Certains diront alors que c’est le jeu de l’ouverture des marchés et de la libre circulation des personnes. L’expérience acquise ailleurs par ces immigrants reviendra peut-être au pays d’origine et lui profitera, un peu comme de grands échanges culturels et de coopération.

Ceci étant vrai à condition que nombre de ces immigrants économiques ne frappent pas le mur du corporatisme! Au Canada et plus encore au Québec, la non-reconnaissance des diplômes, des formations, des expériences ainsi que les différences culturelles et linguistiques seront à la défaveur des nouveaux venus. Il faut une dizaine d’années à un immigrant qualifié pour retrouver le niveau de vie qu’il avait avant d’arriver dans son pays d’accueil.

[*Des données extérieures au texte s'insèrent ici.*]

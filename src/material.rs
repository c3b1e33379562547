use bevy::{
    mesh::MeshVertexBufferLayoutRef,
    pbr::{MaterialPipeline, MaterialPipelineKey},
    prelude::*,
    render::render_resource::{
        AsBindGroup, Face, RenderPipelineDescriptor, ShaderType, SpecializedMeshPipelineError,
    },
    shader::{ShaderDefVal, ShaderRef},
};
use bytemuck::{Pod, Zeroable};

use crate::{env::EnvMapConstants, march::STEPS};

/// Asset path of the embedded ray marching shader (vertex and fragment stages).
pub const SHADER_PATH: &str = "embedded://bevy_volume_marcher/shaders/volume_marcher.wgsl";

/// Uniform block of the marcher. Layout must match `VolumeMarcherUniform` in the shader.
#[derive(Clone, Copy, Debug, PartialEq, ShaderType)]
pub struct VolumeMarcherUniform {
    pub threshold: f32,
    pub displacement_frequency: f32,
    pub displacement_scale: f32,
    pub env_map_intensity: f32,
    pub metalness: f32,
    pub roughness: f32,
}

impl Default for VolumeMarcherUniform {
    fn default() -> Self {
        Self {
            threshold: 0.5,
            displacement_frequency: 0.0,
            displacement_scale: 0.0,
            env_map_intensity: 1.0,
            metalness: 0.0,
            roughness: 0.0,
        }
    }
}

/// Compile-time constants of the marcher shader.
///
/// Unlike uniforms, any change here selects a different pipeline, i.e. a recompile.
#[derive(Clone, Copy, Debug, Default, PartialEq)]
pub struct MarcherDefines {
    /// `ENVMAP_TYPE_CUBE_UV`: an environment map is bound.
    pub envmap_type_cube_uv: bool,
    /// `CUBEUV_MAX_MIP`, `CUBEUV_TEXEL_WIDTH`, `CUBEUV_TEXEL_HEIGHT` of the bound map.
    pub cubeuv: Option<EnvMapConstants>,
}

/// Specialization key carrying [`MarcherDefines`] into the render world.
///
/// Float defines travel as raw bit patterns; the shader `bitcast`s them back.
#[repr(C)]
#[derive(Clone, Copy, Debug, PartialEq, Eq, Hash, Pod, Zeroable)]
pub struct VolumeMarcherKey {
    pub envmap_type_cube_uv: u32,
    pub cubeuv_max_mip: u32,
    pub cubeuv_texel_width: u32,
    pub cubeuv_texel_height: u32,
}

impl From<&MarcherDefines> for VolumeMarcherKey {
    fn from(defines: &MarcherDefines) -> Self {
        let [cubeuv_max_mip, cubeuv_texel_width, cubeuv_texel_height] =
            defines.cubeuv.map(EnvMapConstants::to_bits).unwrap_or_default();
        Self {
            envmap_type_cube_uv: defines.envmap_type_cube_uv as u32,
            cubeuv_max_mip,
            cubeuv_texel_width,
            cubeuv_texel_height,
        }
    }
}

impl From<&VolumeMarcherMaterial> for VolumeMarcherKey {
    fn from(material: &VolumeMarcherMaterial) -> Self {
        Self::from(&material.defines)
    }
}

impl VolumeMarcherKey {
    /// Shader defs of the marcher module. `STEPS` is always present.
    pub fn shader_defs(&self) -> Vec<ShaderDefVal> {
        let mut defs = vec![ShaderDefVal::UInt("STEPS".into(), STEPS)];
        if self.envmap_type_cube_uv != 0 {
            defs.push("ENVMAP_TYPE_CUBE_UV".into());
            defs.push(ShaderDefVal::UInt("CUBEUV_MAX_MIP".into(), self.cubeuv_max_mip));
            defs.push(ShaderDefVal::UInt(
                "CUBEUV_TEXEL_WIDTH".into(),
                self.cubeuv_texel_width,
            ));
            defs.push(ShaderDefVal::UInt(
                "CUBEUV_TEXEL_HEIGHT".into(),
                self.cubeuv_texel_height,
            ));
        }
        defs
    }
}

/// GPU material that ray marches a 3D density texture inside the unit box it is drawn on.
///
/// Usually owned and kept in sync by a [`VolumeMarcher`](crate::marcher::VolumeMarcher)
/// rather than edited directly.
#[derive(Asset, TypePath, AsBindGroup, Clone, Debug)]
#[bind_group_data(VolumeMarcherKey)]
pub struct VolumeMarcherMaterial {
    #[uniform(0)]
    pub params: VolumeMarcherUniform,
    #[texture(1, dimension = "3d")]
    #[sampler(2)]
    pub volume: Handle<Image>,
    #[texture(3)]
    #[sampler(4)]
    pub env_map: Option<Handle<Image>>,
    pub defines: MarcherDefines,
}

impl Material for VolumeMarcherMaterial {
    fn vertex_shader() -> ShaderRef {
        SHADER_PATH.into()
    }

    fn fragment_shader() -> ShaderRef {
        SHADER_PATH.into()
    }

    // The box only bounds the volume; its faces must not occlude or shadow anything.
    fn enable_prepass() -> bool {
        false
    }

    fn enable_shadows() -> bool {
        false
    }

    fn specialize(
        _pipeline: &MaterialPipeline,
        descriptor: &mut RenderPipelineDescriptor,
        layout: &MeshVertexBufferLayoutRef,
        key: MaterialPipelineKey<Self>,
    ) -> Result<(), SpecializedMeshPipelineError> {
        let vertex_layout = layout
            .0
            .get_layout(&[Mesh::ATTRIBUTE_POSITION.at_shader_location(0)])?;
        descriptor.vertex.buffers = vec![vertex_layout];
        // Draw the inside faces so the camera may enter the volume.
        descriptor.primitive.cull_mode = Some(Face::Front);
        // Both stages live in one module, so both need every define.
        let defs = key.bind_group_data.shader_defs();
        descriptor.vertex.shader_defs.extend(defs.iter().cloned());
        if let Some(fragment) = descriptor.fragment.as_mut() {
            fragment.shader_defs.extend(defs);
        }
        Ok(())
    }
}
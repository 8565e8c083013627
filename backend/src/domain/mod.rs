//! Domain primitives, ports, and the authentication service.
//!
//! Purpose: define the strongly typed user and credential model used by the
//! HTTP and persistence adapters, plus the service that orchestrates signup
//! and signin over the driven ports.
//!
//! Public surface:
//! - Error (alias to `error::Error`): API error response payload.
//! - ErrorCode (alias to `error::ErrorCode`): stable error identifier.
//! - User (alias to `user::User`): registered account with its credential.
//! - AuthService (alias to `auth_service::AuthService`): signup/signin.
//! - TraceId (alias to `trace_id::TraceId`): per-request correlation id.

pub mod auth;
pub mod auth_service;
pub mod credential;
pub mod error;
pub mod ports;
pub mod trace_id;
pub mod user;

pub use self::auth::{
    AuthCredentials, AuthError, AuthValidationError, DIRECTORY_UNAVAILABLE_MESSAGE,
    INVALID_CREDENTIALS_MESSAGE,
};
pub use self::auth_service::AuthService;
pub use self::credential::{
    CREDENTIAL_SEPARATOR, Credential, CredentialFormatError, Password, PasswordDigest, Salt,
};
pub use self::error::{Error, ErrorCode};
pub use self::trace_id::{TRACE_ID_HEADER, TraceId};
pub use self::user::{EMAIL_MAX, EmailAddress, User, UserId, UserValidationError};

/// Convenient API result alias.
///
/// # Examples
/// ```
/// use carvalue::domain::{ApiResult, Error};
///
/// fn lookup() -> ApiResult<u32> {
///     Err(Error::forbidden("nope"))
/// }
/// assert!(lookup().is_err());
/// ```
pub type ApiResult<T> = Result<T, Error>;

Combien d’autres doivent d’ailleurs abandonner leurs acquis, recommencer au bas de l’échelle, dépenser leurs économies pour obtenir sur place un diplôme pourtant identique. Combien, abandonnent et retournent avec l’échec et le désaveu en viatique. Combien insistent et s’étiolent dans des jobines alimentaires, incapables de revenir en arrière. Et quand bien même ils le feraient, ils auraient l’allure de réfugiés dans leurs propre pays et cette seule idée les en dissuade.

Pourquoi alors les avoir fait venir? Pourquoi avoir dépouillé leur pays d’origine en pure perte? Avec ce gâchis économique et humain, nous sommes loin, finalement, de la délocalisation des diplômes et des échanges croisés d’aptitudes. Nous sommes dans le processus totalement inverse : un formidable gaspillage de compétences!

Pour contrer la supercherie de ce genre d’immigration, il importe non seulement d’en prendre collectivement conscience, mais de la dénoncer et d’encourager plutôt les vrais programmes de délocalisation de diplômes qui sont finalement, une version moderne et équitable de la coopération économique et de la répartition du Savoir.